Chapter Fourteen #2

I look at him.

He is five.

Too young for the truth.

Old enough to know lies smell bad.

“Because Jeremy scares her,” I say.

August’s mouth tightens.

There is a world in that little expression.

“He scares me too sometimes,” he says.

My hands curl before I can stop them.

I loosen them slowly.

“You don’t have to be embarrassed about that.”

“I’m not embarrassed.” He looks down at Blue Rex. “I’m mad.”

Good.

Good.

Let the boy have anger. Anger is better than shame if someone teaches him what to do with it before it rots.

“Mad’s allowed,” I say.

“Mama says we don’t hit.”

“Your mama is right.”

“Do you hit?”

Well.

Shit.

“Sometimes.”

“Bad guys?”

“Usually.”

“Do you hit good guys?”

“Not on purpose.”

He thinks that over with terrible seriousness. “Are you a good guy?”

I almost laugh.

It sticks in my throat.

“No.”

August frowns. “Are you a bad guy?”

“Depends who’s asking.”

“I’m asking.”

I sit back on my heels.

Nobody should have to answer this kind of question before finishing coffee.

“I’m not a good guy the way cartoons mean it,” I say slowly. “I’ve done bad things. I’ll probably do more. But I don’t hurt women. I don’t hurt kids. And I don’t let bad men through doors I’m guarding.”

He studies me.

Then nods.

Apparently that passes whatever moral court he has running inside his head.

Blue Rex would be proud.

He returns to taping the cereal-box door.

Then, quieter, “Do you fake like me too?”

The words go through me so clean I can’t breathe for a second.

Do you fake like me too?

I look at the top of his head. The messy hair. The little shoulders. The dinosaur shirt Sophie found for him because the women around here turn emergency into errands, and errands into love before anybody admits it.

I think about my mother’s door.

Ray’s boots.

The bat in my hands.

A woman choosing fear because love was too expensive.

I think about August opening the bedroom door at four in the morning just to see if I was still there.

No, kid.

That part ain’t fake.

The answer is out before I can make it safer.

He looks up.

My chest gets tight.

I should correct it. Soften it. Turn it into a joke. Say I like all kids or I’m just being decent or Blue Rex won me over through legal precedent.

I do none of that.

“No,” I say again, quieter. “That part ain’t fake.”

August smiles.

Not big.

Not wild.

Just relieved.

That may be worse.

“Okay,” he says.

Then he goes back to the courthouse like he did not just shove a flag into my chest and claim territory.

I sit there on my living room floor while a five-year-old trusts me with no idea how dangerous that is.

I should be terrified.

I am.

My phone buzzes.

I grab it too fast.

Amelia: At the store. All good. Do you need anything?

Do you need anything?

I stare at the words.

People ask that all the time. Most don’t mean it. Amelia probably means practical things. Coffee. Motor oil. Bread. Something normal.
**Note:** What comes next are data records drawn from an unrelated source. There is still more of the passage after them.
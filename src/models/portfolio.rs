//! Multi-position portfolio types, passed through to the engine verbatim.
//!
//! The portfolio sub-API is engine-owned; the client never computes with
//! these beyond display.

use rust_decimal::Decimal;
use serde::{Deserialize, Serialize};

/// One staked position on a dice sum.
#[derive(Debug, Clone, Serialize, Deserialize)]
pub struct PortfolioPosition {
    pub bet_sum: u8,
    pub amount: Decimal,
}

/// The engine-side betting portfolio.
#[derive(Debug, Clone, Serialize, Deserialize)]
pub struct Portfolio {
    #[serde(default)]
    pub positions: Vec<PortfolioPosition>,

    #[serde(default = "default_max_positions")]
    pub max_positions: u32,
}

fn default_max_positions() -> u32 {
    5
}

impl Default for Portfolio {
    fn default() -> Self {
        Self {
            positions: Vec::new(),
            max_positions: default_max_positions(),
        }
    }
}

impl Portfolio {
    /// Total amount currently staked across all positions.
    pub fn total_invested(&self) -> Decimal {
        self.positions.iter().map(|p| p.amount).sum()
    }
}

/// Engine-computed risk profile for the current portfolio.
#[derive(Debug, Clone, Serialize, Deserialize)]
pub struct RiskMetrics {
    pub expected_return: Decimal,
    pub max_loss: Decimal,
    pub max_gain: Decimal,
    pub win_probability: f64,
}
//! Aggregator deriving performance metrics from raw engine history.

use std::collections::BTreeMap;

use rust_decimal::prelude::ToPrimitive;
use rust_decimal::Decimal;
use statrs::statistics::Statistics;

use crate::error::GameError;
use crate::models::{AnalyticsSnapshot, Trend};

/// Win/loss tally for one dice sum.
#[derive(Debug, Clone, Copy, Default, PartialEq, Eq)]
pub struct SumRecord {
    pub wins: u32,
    pub losses: u32,
}

/// Metrics derived from an [`AnalyticsSnapshot`].
///
/// Rebuilt from scratch on every fetch; never incrementally mutated.
#[derive(Debug, Clone)]
pub struct AnalyticsReport {
    /// Settled rounds covered
    pub rounds: usize,

    /// Fraction of rounds won (0.0 to 1.0)
    pub win_rate: f64,

    /// Mean settlement of winning rounds, in dollars
    pub avg_win: Decimal,

    /// Mean magnitude of losing rounds, in dollars
    pub avg_loss: Decimal,

    /// Mean per-round return over its standard deviation; 0 when undefined
    pub sharpe_ratio: f64,

    /// Worst relative decline from a running bankroll peak (0.0 to 1.0)
    pub max_drawdown: f64,

    /// Mean per-round return across rounds settled under a bull market
    pub avg_return_bull: f64,

    /// Mean per-round return across rounds settled under a bear market
    pub avg_return_bear: f64,

    /// Win/loss tallies for every dice sum 2..=12
    pub sum_distribution: BTreeMap<u8, SumRecord>,
}

/// Calculator for the derived analytics fields.
pub struct AnalyticsAggregator;

impl AnalyticsAggregator {
    /// Derive the full report from raw history.
    ///
    /// Fails with `InsufficientData` below 2 settled rounds rather than
    /// computing degenerate statistics.
    pub fn aggregate(snapshot: &AnalyticsSnapshot) -> Result<AnalyticsReport, GameError> {
        let rounds = snapshot.rounds();
        if rounds < 2 {
            return Err(GameError::InsufficientData { rounds });
        }

        let wins = snapshot.win_history.iter().filter(|w| **w == 1).count();
        let win_rate = wins as f64 / rounds as f64;

        let (avg_win, avg_loss) = Self::settlement_averages(&snapshot.profit_history);

        let returns = Self::per_round_returns(&snapshot.bankroll_history);
        let sharpe_ratio = Self::sharpe(&returns);
        let max_drawdown = Self::max_drawdown(&snapshot.bankroll_history);
        let (avg_return_bull, avg_return_bear) =
            Self::trend_conditioned_returns(&returns, &snapshot.trends);

        let sum_distribution =
            Self::sum_distribution(&snapshot.bet_sums, &snapshot.win_history);

        Ok(AnalyticsReport {
            rounds,
            win_rate,
            avg_win,
            avg_loss,
            sharpe_ratio,
            max_drawdown,
            avg_return_bull,
            avg_return_bear,
            sum_distribution,
        })
    }

    /// Mean winning settlement and mean losing magnitude, from the
    /// engine-reported per-round settlements (not re-derived from bankroll
    /// deltas).
    fn settlement_averages(profits: &[Decimal]) -> (Decimal, Decimal) {
        let (wins, losses): (Vec<&Decimal>, Vec<&Decimal>) =
            profits.iter().partition(|p| **p > Decimal::ZERO);

        let avg_win = if wins.is_empty() {
            Decimal::ZERO
        } else {
            wins.iter().copied().sum::<Decimal>() / Decimal::from(wins.len() as u32)
        };

        let avg_loss = if losses.is_empty() {
            Decimal::ZERO
        } else {
            losses.iter().map(|l| l.abs()).sum::<Decimal>()
                / Decimal::from(losses.len() as u32)
        };

        (avg_win, avg_loss)
    }

    /// Simple return per round. `returns[i]` covers the move from
    /// `bankroll_history[i]` to `bankroll_history[i+1]`, so it lines up with
    /// `trends[i]`. A zero bankroll (ruin) yields a 0 return to keep the
    /// series aligned.
    fn per_round_returns(bankroll: &[Decimal]) -> Vec<f64> {
        bankroll
            .windows(2)
            .map(|w| {
                let prev = w[0].to_f64().unwrap_or(0.0);
                let curr = w[1].to_f64().unwrap_or(0.0);
                if prev > 0.0 {
                    (curr - prev) / prev
                } else {
                    0.0
                }
            })
            .collect()
    }

    /// Mean over standard deviation, 0 when variance is zero or fewer than
    /// 2 returns exist.
    fn sharpe(returns: &[f64]) -> f64 {
        if returns.len() < 2 {
            return 0.0;
        }

        let mean = returns.to_vec().mean();
        let std_dev = returns.to_vec().std_dev();

        if std_dev > 0.0 {
            mean / std_dev
        } else {
            0.0
        }
    }

    /// Worst peak-to-trough decline relative to the running peak.
    fn max_drawdown(bankroll: &[Decimal]) -> f64 {
        let mut peak = f64::MIN;
        let mut max_dd = 0.0f64;

        for value in bankroll {
            let value = value.to_f64().unwrap_or(0.0);
            if value > peak {
                peak = value;
            }
            if peak > 0.0 {
                let dd = (peak - value) / peak;
                if dd > max_dd {
                    max_dd = dd;
                }
            }
        }

        max_dd
    }

    /// Average return partitioned by the regime each round settled under.
    /// Empty partitions report 0.
    fn trend_conditioned_returns(returns: &[f64], trends: &[Trend]) -> (f64, f64) {
        let mut bull = Vec::new();
        let mut bear = Vec::new();

        for (ret, trend) in returns.iter().zip(trends.iter()) {
            match trend {
                Trend::Bull => bull.push(*ret),
                Trend::Bear => bear.push(*ret),
            }
        }

        let avg = |series: Vec<f64>| {
            if series.is_empty() {
                0.0
            } else {
                series.mean()
            }
        };

        (avg(bull), avg(bear))
    }

    /// Win/loss counts per dice sum, with every sum 2..=12 present.
    fn sum_distribution(bet_sums: &[u8], win_history: &[u8]) -> BTreeMap<u8, SumRecord> {
        let mut distribution: BTreeMap<u8, SumRecord> =
            (2..=12).map(|sum| (sum, SumRecord::default())).collect();

        for (sum, win) in bet_sums.iter().zip(win_history.iter()) {
            if let Some(record) = distribution.get_mut(sum) {
                if *win == 1 {
                    record.wins += 1;
                } else {
                    record.losses += 1;
                }
            }
        }

        distribution
    }
}
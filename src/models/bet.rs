//! Bet settlement payload returned by the engine for a single round.

use rust_decimal::Decimal;
use serde::{Deserialize, Serialize};

use super::{BetOutcome, Trend};

/// The two dice the engine rolled and their total.
#[derive(Debug, Clone, Copy, Serialize, Deserialize)]
pub struct DiceRoll {
    pub dice_sum: u8,
    pub dice1: u8,
    pub dice2: u8,
}

/// Settlement of one bet.
///
/// Transient: consumed once to update [`GameState`](super::GameState) and to
/// schedule the reveal, then superseded by the next bet.
#[derive(Debug, Clone, Serialize, Deserialize)]
pub struct BetResult {
    pub dice_roll: DiceRoll,

    /// Signed settlement amount for the round
    pub profit_loss: Decimal,

    /// Authoritative bankroll after settlement
    pub new_bankroll: Decimal,

    pub result: BetOutcome,

    /// Portfolio positions that paid out, as (bet_sum, win_amount) pairs
    #[serde(default)]
    pub winning_positions: Vec<(u8, Decimal)>,

    /// Whether this roll flipped the market regime
    #[serde(default)]
    pub trend_changed: bool,

    /// The new regime, present iff `trend_changed`
    #[serde(default)]
    pub new_trend: Option<Trend>,

    /// Engine-generated headline, present iff `trend_changed` (display only)
    #[serde(default)]
    pub market_news: Option<String>,
}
It still lands in a strange place.

No, I type.

Then delete it.

Then type: Coffee filters. Burned through mine. Literally.

A second later:

Amelia: How does a person literally burn coffee filters?

Me: Talent.

Amelia: Concerning.

Me: You asked what I needed.

The dots appear.

Disappear.

Appear again.

Amelia: Anything else?

I stare too long.

The honest answer is yes.

Come back.

I need you to come back.

I need to know you can.

I type: Cheese or the kid may mutiny.

She sends a laughing emoji.

I stare at that too.

I’m a grown man staring at a tiny digital face like it has offered me salvation.

This is humiliating.

August leans over. “Is Mama coming back?”

I lock the phone and set it face down.

“Yeah.”

“You sure?”

No.

“Yes.”

He nods and returns to court.

I don’t touch my bike.

I don’t follow.

I don’t call a prospect and ask for eyes on her. If they’re worth their salt, they already tailing her. I don’t text Wildcat for store camera access. I don’t get on Widowmaker and casually ride a loop that would be exactly the opposite of casual.

I stay.

It’s the hardest damn thing I do all day.

August and I build the courthouse until it becomes structurally offensive but emotionally important. We make a jail cell out of a shoebox, which feels a little on the nose, and August sentences a plastic goat to community service for eating the evidence.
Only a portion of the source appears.